The Spectator

Portrait of the week | 13 March 2004

A speedy round-up of the week's news

issue 13 March 2004

The House of Lords voted by 216 to 183 to refer to a special select committee, and thus delay, the Constitutional Reform Bill, which seeks to abolish the office of Lord Chancellor and to set up a Supreme Court to replace the Law Lords; a week earlier Lord Woolf, the Lord Chief Justice, had called the Bill ‘exchanging a first-class Final Court of Appeal for a second-class Supreme Court’, but he changed his tune.

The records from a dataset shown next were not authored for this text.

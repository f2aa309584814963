use std::collections::HashMap;
use std::sync::{Arc, Mutex};

use adc_common::DefinitionRequest;
use adc_controller::auth::{
    AuthError, CredentialProvider, KeystoneOptions, KeystoneProvider, TokenSlot,
};
use adc_controller::remote::{MonascaClient, RemoteError, RemoteGateway};
use axum::extract::{Path, Query, State};
use axum::http::{HeaderMap, StatusCode};
use axum::response::{IntoResponse, Response};
use axum::routing::{get, patch, post};
use axum::{Json, Router};
use serde_json::{json, Value};
use tokio::net::TcpListener;

const TOKEN: &str = "tok-valid";

struct Fake {
    base: String,
    bodies: Mutex<Vec<Value>>,
    deleted: Mutex<Vec<String>>,
}

impl Fake {
    fn authorized(headers: &HeaderMap) -> bool {
        headers
            .get("X-Auth-Token")
            .and_then(|v| v.to_str().ok())
            .map(|v| v == TOKEN)
            .unwrap_or(false)
    }
}

fn definition(id: &str, name: &str) -> Value {
    json!({
        "id": id,
        "name": name,
        "description": "",
        "expression": format!("avg({id}) > 1"),
        "deterministic": false,
        "match_by": ["hostname"],
        "severity": "LOW",
        "actions_enabled": true,
        "alarm_actions": [],
        "ok_actions": [],
        "undetermined_actions": [],
        "links": [{ "rel": "self", "href": "ignored" }],
    })
}

async fn list_definitions(
    State(fake): State<Arc<Fake>>,
    headers: HeaderMap,
    Query(query): Query<HashMap<String, String>>,
) -> Response {
    if !Fake::authorized(&headers) {
        return StatusCode::UNAUTHORIZED.into_response();
    }
    let page = match query.get("offset").map(String::as_str) {
        None => json!({
            "links": [
                { "rel": "self", "href": format!("{}/v2.0/alarm-definitions", fake.base) },
                { "rel": "next", "href": format!("{}/v2.0/alarm-definitions?offset=1", fake.base) },
            ],
            "elements": [definition("1", "cpu - adc"), definition("2", "handmade")],
        }),
        Some(_) => json!({
            "links": [{ "rel": "self", "href": "ignored" }],
            "elements": [definition("3", "disk - adc")],
        }),
    };
    Json(page).into_response()
}

async fn create_definition(
    State(fake): State<Arc<Fake>>,
    headers: HeaderMap,
    Json(body): Json<Value>,
) -> Response {
    if !Fake::authorized(&headers) {
        return StatusCode::UNAUTHORIZED.into_response();
    }
    fake.bodies.lock().unwrap().push(body.clone());
    let name = body["name"].as_str().unwrap_or_default().to_string();
    if name == "taken - adc" {
        return (StatusCode::CONFLICT, "definition already exists").into_response();
    }
    let mut created = definition("created-1", &name);
    created["expression"] = body["expression"].clone();
    (StatusCode::CREATED, Json(created)).into_response()
}

async fn update_definition(
    State(fake): State<Arc<Fake>>,
    Path(id): Path<String>,
    Json(body): Json<Value>,
) -> Response {
    fake.bodies.lock().unwrap().push(body.clone());
    if id == "missing" {
        return StatusCode::NOT_FOUND.into_response();
    }
    let mut updated = definition(&id, body["name"].as_str().unwrap_or_default());
    updated["severity"] = body["severity"].clone();
    Json(updated).into_response()
}

async fn delete_definition(State(fake): State<Arc<Fake>>, Path(id): Path<String>) -> StatusCode {
    match id.as_str() {
        "missing" => StatusCode::NOT_FOUND,
        "broken" => StatusCode::INTERNAL_SERVER_ERROR,
        _ => {
            fake.deleted.lock().unwrap().push(id);
            StatusCode::NO_CONTENT
        }
    }
}

async fn list_notifications(headers: HeaderMap) -> Response {
    if !Fake::authorized(&headers) {
        return StatusCode::UNAUTHORIZED.into_response();
    }
    Json(json!({
        "links": [],
        "elements": [
            { "id": "n-1", "name": "ops", "type": "EMAIL", "address": "ops@example.com", "period": 0 },
            { "id": "n-2", "name": "pager", "type": "WEBHOOK", "address": "http://pager", "period": 60 },
        ],
    }))
    .into_response()
}

async fn issue_token(Json(body): Json<Value>) -> Response {
    let user = &body["auth"]["identity"]["password"]["user"];
    if user["password"] != "secret" {
        return StatusCode::UNAUTHORIZED.into_response();
    }
    if user["name"] == "tokenless" {
        return (StatusCode::CREATED, Json(json!({ "token": {} }))).into_response();
    }
    (
        StatusCode::CREATED,
        [("X-Subject-Token", TOKEN)],
        Json(json!({ "token": { "methods": ["password"] } })),
    )
        .into_response()
}

async fn start() -> Arc<Fake> {
    let listener = TcpListener::bind("127.0.0.1:0").await.unwrap();
    let addr = listener.local_addr().unwrap();
    let fake = Arc::new(Fake {
        base: format!("http://{addr}"),
        bodies: Mutex::new(Vec::new()),
        deleted: Mutex::new(Vec::new()),
    });

    let app = Router::new()
        .route(
            "/v2.0/alarm-definitions",
            get(list_definitions).post(create_definition),
        )
        .route(
            "/v2.0/alarm-definitions/:id",
            patch(update_definition).delete(delete_definition),
        )
        .route("/v2.0/notification-methods", get(list_notifications))
        .route("/identity/v3/auth/tokens", post(issue_token))
        .with_state(fake.clone());

    tokio::spawn(async move {
        axum::serve(listener, app).await.unwrap();
    });
    fake
}

fn client(fake: &Fake, token: Option<&str>) -> MonascaClient {
    let slot = TokenSlot::default();
    if let Some(token) = token {
        slot.install(token.to_string());
    }
    MonascaClient::new(
        &format!("{}/v2.0", fake.base),
        slot,
        reqwest::Client::new(),
    )
}

fn request(name: &str) -> DefinitionRequest {
    let mut spec = adc_controller::test_support::spec(name);
    spec.match_by = vec!["hostname".into()];
    DefinitionRequest::for_create(&spec)
}

#[tokio::test]
async fn listing_follows_next_links() {
    let fake = start().await;
    let monasca = client(&fake, Some(TOKEN));

    let defs = monasca.list_definitions().await.unwrap();

    let ids: Vec<&str> = defs.iter().map(|d| d.id.as_str()).collect();
    assert_eq!(ids, vec!["1", "2", "3"]);
    assert_eq!(defs[0].match_by, vec!["hostname".to_string()]);
}

#[tokio::test]
async fn wrong_token_is_rejected() {
    let fake = start().await;
    let monasca = client(&fake, Some("stale"));

    let err = monasca.list_definitions().await.unwrap_err();

    assert!(matches!(err, RemoteError::Status { status: 401, .. }));
}

#[tokio::test]
async fn missing_token_fails_before_sending() {
    let fake = start().await;
    let monasca = client(&fake, None);

    let err = monasca.list_definitions().await.unwrap_err();

    assert!(matches!(err, RemoteError::Unauthenticated));
}

#[tokio::test]
async fn create_posts_managed_name_and_decodes_result() {
    let fake = start().await;
    let monasca = client(&fake, Some(TOKEN));

    let created = monasca.create_definition(&request("cpu")).await.unwrap();

    assert_eq!(created.id, "created-1");
    assert_eq!(created.name, "cpu - adc");
    assert_eq!(created.expression, "avg(cpu) > 90");
    let bodies = fake.bodies.lock().unwrap();
    assert_eq!(bodies[0]["name"], "cpu - adc");
    assert_eq!(bodies[0]["match_by"], json!(["hostname"]));
    assert!(bodies[0].get("alarm_actions").is_none());
    assert!(bodies[0].get("deterministic").is_none());
}

#[tokio::test]
async fn duplicate_create_is_a_conflict() {
    let fake = start().await;
    let monasca = client(&fake, Some(TOKEN));

    let err = monasca.create_definition(&request("taken")).await.unwrap_err();

    assert!(err.is_conflict());
    assert!(err.to_string().contains("already exists"));
}

#[tokio::test]
async fn update_sends_every_field() {
    let fake = start().await;
    let monasca = client(&fake, Some(TOKEN));
    let mut spec = adc_controller::test_support::spec("cpu");
    spec.severity = "CRITICAL".into();

    let updated = monasca
        .update_definition("7", &DefinitionRequest::for_update(&spec))
        .await
        .unwrap();

    assert_eq!(updated.id, "7");
    assert_eq!(updated.severity, "CRITICAL");
    let bodies = fake.bodies.lock().unwrap();
    assert_eq!(bodies[0]["alarm_actions"], json!([]));
    assert_eq!(bodies[0]["deterministic"], json!(false));
}

#[tokio::test]
async fn update_of_unknown_id_is_not_found() {
    let fake = start().await;
    let monasca = client(&fake, Some(TOKEN));
    let spec = adc_controller::test_support::spec("cpu");

    let err = monasca
        .update_definition("missing", &DefinitionRequest::for_update(&spec))
        .await
        .unwrap_err();

    assert!(err.is_not_found());
}

#[tokio::test]
async fn delete_statuses_are_classified() {
    let fake = start().await;
    let monasca = client(&fake, Some(TOKEN));

    monasca.delete_definition("4").await.unwrap();
    assert!(monasca.delete_definition("missing").await.unwrap_err().is_not_found());
    let err = monasca.delete_definition("broken").await.unwrap_err();
    assert!(matches!(err, RemoteError::Status { status: 500, .. }));
    assert_eq!(*fake.deleted.lock().unwrap(), vec!["4".to_string()]);
}

#[tokio::test]
async fn notification_methods_are_listed() {
    let fake = start().await;
    let monasca = client(&fake, Some(TOKEN));

    let methods = monasca.list_notification_methods().await.unwrap();

    assert_eq!(methods.len(), 2);
    assert_eq!(methods[1].kind, "WEBHOOK");
    assert_eq!(methods[1].period, 60);
}

fn keystone_options(fake: &Fake, username: &str, password: &str) -> KeystoneOptions {
    KeystoneOptions {
        auth_url: format!("{}/identity", fake.base),
        username: Some(username.into()),
        password: password.into(),
        project_name: Some("monitoring".into()),
        domain_name: Some("Default".into()),
        ..Default::default()
    }
}

#[tokio::test]
async fn keystone_token_feeds_the_monasca_client() {
    let fake = start().await;
    let slot = TokenSlot::default();
    let keystone = KeystoneProvider::new(
        keystone_options(&fake, "monasca-agent", "secret"),
        slot.clone(),
        reqwest::Client::new(),
    );
    let monasca = MonascaClient::new(
        &format!("{}/v2.0", fake.base),
        slot.clone(),
        reqwest::Client::new(),
    );

    assert!(matches!(
        monasca.list_definitions().await,
        Err(RemoteError::Unauthenticated)
    ));

    let credential = keystone.refresh().await.unwrap();
    assert_eq!(credential.token, TOKEN);
    assert_eq!(slot.current().as_deref(), Some(TOKEN));
    assert_eq!(monasca.list_definitions().await.unwrap().len(), 3);
}

#[tokio::test]
async fn keystone_rejection_keeps_previous_token() {
    let fake = start().await;
    let slot = TokenSlot::default();
    slot.install("previous".into());
    let keystone = KeystoneProvider::new(
        keystone_options(&fake, "monasca-agent", "wrong"),
        slot.clone(),
        reqwest::Client::new(),
    );

    let err = keystone.refresh().await.unwrap_err();

    assert!(matches!(err, AuthError::Rejected { status: 401 }));
    assert_eq!(slot.current().as_deref(), Some("previous"));
}

#[tokio::test]
async fn keystone_reply_without_token_header_is_an_error() {
    let fake = start().await;
    let keystone = KeystoneProvider::new(
        keystone_options(&fake, "tokenless", "secret"),
        TokenSlot::default(),
        reqwest::Client::new(),
    );

    assert!(matches!(
        keystone.refresh().await,
        Err(AuthError::MissingToken)
    ));
}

The government said it would not compensate policyholders of Equitable Life, the troubled mutual society, after a report by Lord Penrose found it was the ‘author of its own misfortunes … policyholders were effectively powerless, and the board was a self-perpetuating oligarchy amenable to policyholder pressure only at its discretion’. The Jockey Club gave the champion jockey Kieren Fallon a maximum 21-day suspension for failing properly to push his horse, Ballinger Ridge, to the finish when it came second at Lingfield last week; Mr Fallon had predicted that another horse would win. Mr Tony Blair, the Prime Minister, had talks at Downing Street with Mr Ahmed Qureia (Abu Alaa), the Palestinian Prime Minister. Two British suicide bombers, Asif Hanif, 21, from London and Omar Khan Sharif, 27, from Derby were shown in a video released by Hamas calling on God to punish Mr Blair and President George Bush of America; the men bombed a Tel Aviv pub, killing three and wounding 55 last April, and both died. Mr David Blunkett, the Home Secretary, flew to Washington for talks about terrorism; he announced the return of five British detainees from the American camp at Guantanamo Bay, Cuba, and plans for a joint exercise in America and Britain next year simulating a response to an attack. The number of people in prison in England and Wales passed 75,000, more than ever before and 2,600 more than at the beginning of the year.